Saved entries
+ + + +
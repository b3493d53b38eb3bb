use chrono::NaiveDate;
use reqwest::Client;
use serde::Deserialize;
use std::time::Duration;
use tracing::debug;

use super::placeholder::COT_WEEKS;
use super::{fetch_json, HealthTracker};
use crate::types::{CotHistory, CotPoint, CotSource, MarketDataError, Result, SourceHealth};

const DEFAULT_BASE_URL: &str = "https://publicreporting.cftc.gov";
/// Legacy futures-only report
const DATASET: &str = "6dca-aqww";
const SOURCE_NAME: &str = "cftc";

/// CFTC market names for the currencies and metals we track
fn market_prefix(currency: &str) -> Option<&'static str> {
    match currency {
        "EUR" => Some("EURO FX - CHICAGO MERCANTILE EXCHANGE"),
        "GBP" => Some("BRITISH POUND - CHICAGO MERCANTILE EXCHANGE"),
        "JPY" => Some("JAPANESE YEN - CHICAGO MERCANTILE EXCHANGE"),
        "CHF" => Some("SWISS FRANC - CHICAGO MERCANTILE EXCHANGE"),
        "CAD" => Some("CANADIAN DOLLAR - CHICAGO MERCANTILE EXCHANGE"),
        "AUD" => Some("AUSTRALIAN DOLLAR - CHICAGO MERCANTILE EXCHANGE"),
        "NZD" => Some("NZ DOLLAR - CHICAGO MERCANTILE EXCHANGE"),
        "MXN" => Some("MEXICAN PESO - CHICAGO MERCANTILE EXCHANGE"),
        "ZAR" => Some("SO AFRICAN RAND - CHICAGO MERCANTILE EXCHANGE"),
        "USD" => Some("USD INDEX - ICE FUTURES U.S."),
        "XAU" => Some("GOLD - COMMODITY EXCHANGE INC."),
        "XAG" => Some("SILVER - COMMODITY EXCHANGE INC."),
        _ => None,
    }
}

/// Commitment of Traders history from the CFTC public reporting API
pub struct CftcClient {
    client: Client,
    base_url: String,
    health_tracker: HealthTracker,
}

#[derive(Debug, Deserialize)]
struct CotRow {
    report_date_as_yyyy_mm_dd: String,
    noncomm_positions_long_all: String,
    noncomm_positions_short_all: String,
}

impl CotRow {
    fn into_point(self) -> Result<CotPoint> {
        // "2026-10-13T00:00:00.000"
        let date_part = self.report_date_as_yyyy_mm_dd.get(..10).unwrap_or_default();
        let date = NaiveDate::parse_from_str(date_part, "%Y-%m-%d").map_err(|e| {
            MarketDataError::InvalidResponse(format!(
                "Bad report date {}: {}",
                self.report_date_as_yyyy_mm_dd, e
            ))
        })?;

        let parse = |raw: &str| {
            raw.trim().parse::<u64>().map_err(|e| {
                MarketDataError::InvalidResponse(format!("Bad position count {}: {}", raw, e))
            })
        };

        Ok(CotPoint {
            date,
            long_position: parse(&self.noncomm_positions_long_all)?,
            short_position: parse(&self.noncomm_positions_short_all)?,
        })
    }
}

impl CftcClient {
    pub fn new() -> Self {
        Self::with_base_url(DEFAULT_BASE_URL)
    }

    pub fn with_base_url(base_url: impl Into<String>) -> Self {
        Self {
            client: Client::builder()
                .timeout(Duration::from_secs(15))
                .build()
                .unwrap_or_default(),
            base_url: base_url.into().trim_end_matches('/').to_string(),
            health_tracker: HealthTracker::new(),
        }
    }

    pub fn supports(currency: &str) -> bool {
        market_prefix(&currency.to_uppercase()).is_some()
    }

    pub async fn health(&self) -> SourceHealth {
        self.health_tracker.snapshot(SOURCE_NAME)
    }
}

impl Default for CftcClient {
    fn default() -> Self {
        Self::new()
    }
}

#[async_trait::async_trait]
impl CotSource for CftcClient {
    async fn get_history(&self, currency: &str) -> Result<CotHistory> {
        let currency = currency.to_uppercase();
        let market = market_prefix(&currency)
            .ok_or_else(|| MarketDataError::NotFound(format!("COT market for {}", currency)))?;

        let limit = COT_WEEKS.to_string();
        let url = url::Url::parse_with_params(
            &format!("{}/resource/{}.json", self.base_url, DATASET),
            &[
                ("market_and_exchange_names", market),
                ("$order", "report_date_as_yyyy_mm_dd DESC"),
                ("$limit", limit.as_str()),
            ],
        )
        .map_err(|e| MarketDataError::ApiError(e.to_string()))?;

        debug!("Fetching COT history for {}", currency);
        let rows: Vec<CotRow> =
            fetch_json(&self.client, url.as_str(), SOURCE_NAME, &self.health_tracker).await?;

        if rows.is_empty() {
            return Err(MarketDataError::NotFound(format!("COT reports for {}", currency)));
        }

        let mut points = rows
            .into_iter()
            .map(CotRow::into_point)
            .collect::<Result<Vec<_>>>()?;
        points.sort_by_key(|p| p.date);

        Ok(CotHistory {
            currency,
            points,
            source: SOURCE_NAME.to_string(),
        })
    }

    fn name(&self) -> &str {
        SOURCE_NAME
    }
}
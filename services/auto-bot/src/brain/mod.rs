//! Brain module - trend classification, D-Size scoring and the entry rule
//!
//! Everything here is synchronous and pure. Market readings come in through
//! [`MarketInputs`]; where they come from is the signal source's business.

pub mod entry;
pub mod scoring;
pub mod trend;

// Re-export main types for convenience
pub use entry::{decide, EntryStatus, TradeSide, ENTRY_THRESHOLD};
pub use scoring::{
    evaluate, score, setup_quality, DSizeComponents, DSizeResult, MarketInputs, ScoreComponent,
    SetupQuality,
};
pub use trend::{classify, Direction, TrendDirection, TrendResult, TrendSample};
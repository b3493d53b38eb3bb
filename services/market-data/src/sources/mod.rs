//! Quote and COT sources
//!
//! HTTP-backed sources share the health bookkeeping and request helper below.

pub mod alpha_vantage;
pub mod cftc;
pub mod exchange_rate;
pub mod placeholder;

use chrono::{DateTime, Utc};
use reqwest::Client;
use rust_decimal::Decimal;
use std::collections::HashMap;
use std::sync::atomic::{AtomicU64, Ordering};
use std::sync::Mutex;
use std::time::Instant;

use crate::instruments::Instrument;
use crate::types::{MarketDataError, Result, SourceHealth};

/// Internal health tracking for API-free health checks
pub(crate) struct HealthTracker {
    /// Timestamp of last successful request (millis since epoch)
    last_success_ms: AtomicU64,
    /// Timestamp of last failed request (millis since epoch)
    last_failure_ms: AtomicU64,
    success_count: AtomicU64,
    failure_count: AtomicU64,
    /// Last known latency in ms
    last_latency_ms: AtomicU64,
}

impl HealthTracker {
    pub(crate) fn new() -> Self {
        Self {
            last_success_ms: AtomicU64::new(0),
            last_failure_ms: AtomicU64::new(0),
            success_count: AtomicU64::new(0),
            failure_count: AtomicU64::new(0),
            last_latency_ms: AtomicU64::new(0),
        }
    }

    pub(crate) fn record_success(&self, latency_ms: u64) {
        let now_ms = Utc::now().timestamp_millis() as u64;
        self.last_success_ms.store(now_ms, Ordering::Relaxed);
        self.last_latency_ms.store(latency_ms, Ordering::Relaxed);
        self.success_count.fetch_add(1, Ordering::Relaxed);
    }

    pub(crate) fn record_failure(&self) {
        let now_ms = Utc::now().timestamp_millis() as u64;
        self.last_failure_ms.store(now_ms, Ordering::Relaxed);
        self.failure_count.fetch_add(1, Ordering::Relaxed);
    }

    fn is_healthy(&self) -> bool {
        let last_success = self.last_success_ms.load(Ordering::Relaxed);
        let last_failure = self.last_failure_ms.load(Ordering::Relaxed);

        // Healthy if: had at least one success AND (no failures OR last success >= last failure)
        last_success > 0 && (last_failure == 0 || last_success >= last_failure)
    }

    fn success_rate(&self) -> f64 {
        let successes = self.success_count.load(Ordering::Relaxed);
        let failures = self.failure_count.load(Ordering::Relaxed);
        let total = successes + failures;
        if total == 0 {
            return 1.0; // No requests yet, assume healthy
        }
        successes as f64 / total as f64
    }

    pub(crate) fn snapshot(&self, source: &str) -> SourceHealth {
        let last_success_ms = self.last_success_ms.load(Ordering::Relaxed);
        let last_success = if last_success_ms > 0 {
            DateTime::from_timestamp_millis(last_success_ms as i64)
        } else {
            None
        };
        let is_healthy = self.is_healthy();

        SourceHealth {
            source: source.to_string(),
            is_healthy,
            last_success,
            last_error: if is_healthy {
                None
            } else {
                Some("Recent failures detected".to_string())
            },
            success_rate: self.success_rate(),
            avg_latency_ms: self.last_latency_ms.load(Ordering::Relaxed),
        }
    }
}

/// GET a JSON document, recording the outcome on the tracker
pub(crate) async fn fetch_json<T: serde::de::DeserializeOwned>(
    client: &Client,
    url: &str,
    provider: &str,
    tracker: &HealthTracker,
) -> Result<T> {
    let started = Instant::now();

    let response = client.get(url).send().await.map_err(|e| {
        tracker.record_failure();
        MarketDataError::ApiError(format!("{} request failed: {}", provider, e))
    })?;

    let status = response.status();
    if status.as_u16() == 429 {
        tracker.record_failure();
        let retry_after = response
            .headers()
            .get("retry-after")
            .and_then(|v| v.to_str().ok())
            .and_then(|v| v.parse::<u64>().ok());
        return Err(MarketDataError::RateLimit {
            provider: provider.to_string(),
            retry_after,
        });
    }

    if !status.is_success() {
        tracker.record_failure();
        let text = response.text().await.unwrap_or_default();
        return Err(MarketDataError::ApiError(format!(
            "{} API error ({}): {}",
            provider, status, text
        )));
    }

    let parsed = response.json::<T>().await.map_err(|e| {
        tracker.record_failure();
        MarketDataError::InvalidResponse(format!("{}: {}", provider, e))
    })?;

    tracker.record_success(started.elapsed().as_millis() as u64);
    Ok(parsed)
}

/// Remembers the last price seen per instrument so rate-only APIs can report a change
pub(crate) struct LastPrices {
    prices: Mutex<HashMap<Instrument, Decimal>>,
}

impl LastPrices {
    pub(crate) fn new() -> Self {
        Self {
            prices: Mutex::new(HashMap::new()),
        }
    }

    /// Record `price` and return the change against the previous observation
    pub(crate) fn observe(&self, instrument: Instrument, price: Decimal) -> Decimal {
        let mut prices = match self.prices.lock() {
            Ok(guard) => guard,
            Err(poisoned) => poisoned.into_inner(),
        };
        let previous = prices.insert(instrument, price);
        previous.map(|p| price - p).unwrap_or(Decimal::ZERO)
    }
}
+ + + +
Task brief: Give back the lines of the data exactly as they are written, from the first line through the line containing "const DATASET: &str".

Task answer:
repository b3493d53b38eb3bb
use chrono::NaiveDate;
use reqwest::Client;
use serde::Deserialize;
use std::time::Duration;
use tracing::debug;

use super::placeholder::COT_WEEKS;
use super::{fetch_json, HealthTracker};
use crate::types::{CotHistory, CotPoint, CotSource, MarketDataError, Result, SourceHealth};

const DEFAULT_BASE_URL: &str = "https://publicreporting.cftc.gov";
/// Legacy futures-only report
const DATASET: &str = "6dca-aqww";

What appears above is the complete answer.